Among the records, which lines include "models"? List them.

=====

use std::sync::LazyLock;
use std::time::Duration;

use async_trait::async_trait;
use redis::aio::ConnectionManager;
use redis::{AsyncCommands, Script};
use tracing::instrument;

use super::redis_pool::{RedisKey, StoreResult, bounded, ttl_millis};
use crate::db::models::leaderboard::{LeaderboardKey, LeaderboardRow};

/// Applies an event's increments and its scored-marker as one server-side step.
///
/// KEYS[1] = scored-marker, KEYS[2..] = sorted sets; ARGV = delta, member, marker ttl (ms).
static UPSERT_ONCE: LazyLock<Script> = LazyLock::new(|| {
    Script::new(
        r#"
        if redis.call("EXISTS", KEYS[1]) == 1 then
            return 0
        end
        for i = 2, #KEYS do
            redis.call("ZINCRBY", KEYS[i], ARGV[1], ARGV[2])
        end
        redis.call("SET", KEYS[1], "1", "PX", ARGV[3])
        return 1
        "#,
    )
});

/// Re-adds snapshot totals, each guarded by its own marker so a re-run skips what landed.
///
/// KEYS = (marker, sorted set) pairs; ARGV = (score, member) pairs, then marker ttl (ms).
static REPLAY_ONCE: LazyLock<Script> = LazyLock::new(|| {
    Script::new(
        r#"
        local ttl = ARGV[#ARGV]
        local applied = 0
        for i = 1, #KEYS, 2 do
            if redis.call("SET", KEYS[i], "1", "NX", "PX", ttl) then
                redis.call("ZINCRBY", KEYS[i + 1], ARGV[i], ARGV[i + 1])
                applied = applied + 1
            end
        end
        return applied
        "#,
    )
});

const SCAN_COUNT: usize = 500;

/// One snapshot total headed back into its sorted set.
#[derive(Debug, Clone, PartialEq, Eq)]
pub struct ReplayRow {
    pub key: LeaderboardKey,
    pub user_id: String,
    pub score: i64,
}

impl ReplayRow {
    /// Marker recording that `run_id` already applied this row.
    pub fn marker(&self, run_id: &str) -> String {
        format!("{}:{}:{}", RedisKey::Restored(run_id), self.key, self.user_id)
    }
}

/// Live aggregate scores, one sorted set per [`LeaderboardKey`]. Members are user ids and are
/// only ever incremented.
#[async_trait]
pub trait LeaderboardStore: Send + Sync {
    /// One increment per key in a single round trip. A failure leaves per-key success
    /// undefined; callers treat the whole call as failed.
    async fn upsert_scores(
        &self,
        keys: &[LeaderboardKey],
        delta: i64,
        user_id: &str,
    ) -> StoreResult<()>;

    /// Like [`LeaderboardStore::upsert_scores`] but applied at most once per `event_id`;
    /// returns `false` when the event had already been scored.
    async fn upsert_scores_once(
        &self,
        event_id: &str,
        keys: &[LeaderboardKey],
        delta: i64,
        user_id: &str,
    ) -> StoreResult<bool>;

    /// Rows `start..=stop` in descending score order, ranked from `start + 1`. `stop = -1`
    /// reads to the end.
    async fn get_leaderboard(
        &self,
        key: &LeaderboardKey,
        start: i64,
        stop: i64,
    ) -> StoreResult<Vec<LeaderboardRow>>;

    /// Adds every row in one round trip, each at most once per `run_id`. Returns how many
    /// rows were applied by this call.
    async fn replay_once(&self, run_id: &str, rows: &[ReplayRow]) -> StoreResult<usize>;

    /// `true` when no leaderboard set exists at all.
    async fn is_empty(&self) -> StoreResult<bool>;
}

#[derive(Clone)]
pub struct RedisLeaderboardStore {
    manager: ConnectionManager,
    marker_ttl: Duration,
    op_timeout: Duration,
}

impl RedisLeaderboardStore {
    pub fn new(manager: ConnectionManager, marker_ttl: Duration, op_timeout: Duration) -> Self {
        Self {
            manager,
            marker_ttl,
            op_timeout,
        }
    }
}

#[async_trait]
impl LeaderboardStore for RedisLeaderboardStore {
    #[instrument(skip(self, keys), fields(key_count = keys.len()))]
    async fn upsert_scores(
        &self,
        keys: &[LeaderboardKey],
        delta: i64,
        user_id: &str,
    ) -> StoreResult<()> {
        let mut conn = self.manager.clone();
        let mut pipeline = redis::pipe();

        keys.iter().for_each(|key| {
            pipeline.zincr(key.to_string(), user_id, delta).ignore();
        });

        bounded("upsert_scores", self.op_timeout, async move {
            let _: () = pipeline.query_async(&mut conn).await?;
            Ok(())
        })
        .await
    }

    #[instrument(skip(self, keys), fields(key_count = keys.len()))]
    async fn upsert_scores_once(
        &self,
        event_id: &str,
        keys: &[LeaderboardKey],
        delta: i64,
        user_id: &str,
    ) -> StoreResult<bool> {
        let mut conn = self.manager.clone();
        let mut invocation = UPSERT_ONCE.prepare_invoke();
        invocation.key(RedisKey::Scored(event_id).to_string());
        keys.iter().for_each(|key| {
            invocation.key(key.to_string());
        });
        invocation
            .arg(delta)
            .arg(user_id)
            .arg(ttl_millis(self.marker_ttl));

        let applied: i64 = bounded("upsert_scores_once", self.op_timeout, async move {
            Ok(invocation.invoke_async(&mut conn).await?)
        })
        .await?;

        if applied == 0 {
            tracing::info!(event_id, "event already scored; skipping increments");
        }

        Ok(applied == 1)
    }

    #[instrument(skip(self, rows), fields(rows = rows.len()))]
    async fn replay_once(&self, run_id: &str, rows: &[ReplayRow]) -> StoreResult<usize> {
        if rows.is_empty() {
            return Ok(0);
        }

        let mut conn = self.manager.clone();
        let mut invocation = REPLAY_ONCE.prepare_invoke();
        for row in rows {
            invocation.key(row.marker(run_id)).key(row.key.to_string());
            invocation.arg(row.score).arg(&row.user_id);
        }
        invocation.arg(ttl_millis(self.marker_ttl));

        let applied: i64 = bounded("replay_once", self.op_timeout, async move {
            Ok(invocation.invoke_async(&mut conn).await?)
        })
        .await?;

        Ok(applied.max(0) as usize)
    }

    #[instrument(skip(self, key), fields(key = %key))]
    async fn get_leaderboard(
        &self,
        key: &LeaderboardKey,
        start: i64,
        stop: i64,
    ) -> StoreResult<Vec<LeaderboardRow>> {
        let mut conn = self.manager.clone();
        let key = key.to_string();

        let entries: Vec<(String, f64)> = bounded("get_leaderboard", self.op_timeout, async move {
            Ok(conn
                .zrevrange_withscores(key, start as isize, stop as isize)
                .await?)
        })
        .await?;

        // increments are integral, so the float score is exact
        Ok(rank_rows(
            start,
            entries
                .into_iter()
                .map(|(user_id, score)| (user_id, score.round() as i64)),
        ))
    }

    #[instrument(skip(self))]
    async fn is_empty(&self) -> StoreResult<bool> {
        let mut conn = self.manager.clone();
        let pattern = LeaderboardKey::wildcard();

        bounded("is_empty", self.op_timeout, async move {
            let mut cursor: u64 = 0;
            loop {
                let (next, keys): (u64, Vec<String>) = redis::cmd("SCAN")
                    .arg(cursor)
                    .arg("MATCH")
                    .arg(&pattern)
                    .arg("COUNT")
                    .arg(SCAN_COUNT)
                    .query_async(&mut conn)
                    .await?;

                if !keys.is_empty() {
                    return Ok(false);
                }
                if next == 0 {
                    return Ok(true);
                }
                cursor = next;
            }
        })
        .await
    }
}

/// Attach 1-based ranks to a descending page that began at offset `start`.
pub(crate) fn rank_rows(
    start: i64,
    entries: impl IntoIterator<Item = (String, i64)>,
) -> Vec<LeaderboardRow> {
    entries
        .into_iter()
        .enumerate()
        .map(|(idx, (user_id, score))| LeaderboardRow {
            rank: start.saturating_add(idx as i64).saturating_add(1),
            user_id,
            score,
        })
        .collect()
}

#[cfg(test)]
mod test {
    use super::*;

    #[test]
    fn test_rank_rows_offsets_from_start() {
        let first = rank_rows(0, [("a".to_string(), 9), ("b".to_string(), 7)]);
        let later = rank_rows(10, [("k".to_string(), 3), ("l".to_string(), 2)]);

        assert_eq!(first.iter().map(|r| r.rank).collect::<Vec<_>>(), vec![1, 2]);
        assert_eq!(later.iter().map(|r| r.rank).collect::<Vec<_>>(), vec![11, 12]);
        assert_eq!(later[0].user_id, "k");
    }

    #[test]
    fn test_rank_rows_near_the_end_of_i64() {
        let rows = rank_rows(i64::MAX - 1, [("y".to_string(), 2), ("z".to_string(), 1)]);
        assert_eq!(rows.iter().map(|r| r.rank).collect::<Vec<_>>(), vec![i64::MAX, i64::MAX]);
    }

    #[test]
    fn test_replay_marker_is_per_run_key_and_user() {
        use crate::db::models::leaderboard::Scope;

        let row = ReplayRow {
            key: LeaderboardKey::all_time(Scope::Project("1001".into())),
            user_id: "alice".into(),
            score: 9,
        };

        assert_eq!(
            row.marker("run-1"),
            "restore:applied:run-1:leaderboard:1001:all_time:alice"
        );
        assert_ne!(row.marker("run-1"), row.marker("run-2"));
    }

    #[test]
    fn test_rank_rows_empty_page() {
        assert!(rank_rows(40, Vec::new()).is_empty());
    }
}
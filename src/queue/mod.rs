//! Durable at-least-once queue seams, plus the two loops that drain them.

use async_trait::async_trait;
use thiserror::Error;

use crate::db::redis::redis_pool::StoreError;

pub mod consumer;
pub mod handler;
pub mod streams;

/// One delivery of a queued payload. `deliveries` is 1 on first delivery.
#[derive(Debug, Clone, PartialEq, Eq)]
pub struct QueueMessage {
    pub id: String,
    pub payload: String,
    pub deliveries: u64,
}

/// Point-in-time consumer counters, logged on the metrics tick.
#[derive(Debug, Clone, Copy, Default, PartialEq, Eq)]
pub struct ConsumerInfo {
    /// Entries not yet delivered to any consumer.
    pub pending: u64,
    /// Delivered but not yet acked.
    pub ack_pending: u64,
    /// Unacked entries delivered more than once.
    pub redelivered: u64,
    /// Consumers attached to the group.
    pub waiting: u64,
}

#[async_trait]
pub trait QueueConsumer: Send + Sync {
    /// Up to `max` messages: stale unacked entries first, then new ones.
    async fn fetch(&self, max: usize) -> QueueResult<Vec<QueueMessage>>;

    async fn ack(&self, message: &QueueMessage) -> QueueResult<()>;

    /// Makes the message eligible for redelivery on the next fetch.
    async fn nak(&self, message: &QueueMessage) -> QueueResult<()>;

    /// Dead-letters the message; it is never redelivered.
    async fn term(&self, message: &QueueMessage, reason: &str) -> QueueResult<()>;

    async fn info(&self) -> QueueResult<ConsumerInfo>;

    /// Later fetches fail with [`QueueError::Closed`]. Unacked messages stay reclaimable.
    async fn close(&self);
}

#[async_trait]
pub trait EventPublisher: Send + Sync {
    /// Appends `payload`, returning the assigned message id.
    async fn publish(&self, payload: &str) -> QueueResult<String>;
}

pub type QueueResult<T> = core::result::Result<T, QueueError>;

#[derive(Debug, Error)]
pub enum QueueError {
    #[error("consumer is closed")]
    Closed,

    #[error(transparent)]
    Store(#[from] StoreError),

    #[error("failed to encode payload: {0}")]
    Encode(#[from] serde_json::Error),
}

impl From<redis::RedisError> for QueueError {
    fn from(e: redis::RedisError) -> Self {
        QueueError::Store(StoreError::from(e))
    }
}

=====

## Solution to this problem
use crate::db::models::leaderboard::{LeaderboardKey, LeaderboardRow};
        use crate::db::models::leaderboard::Scope;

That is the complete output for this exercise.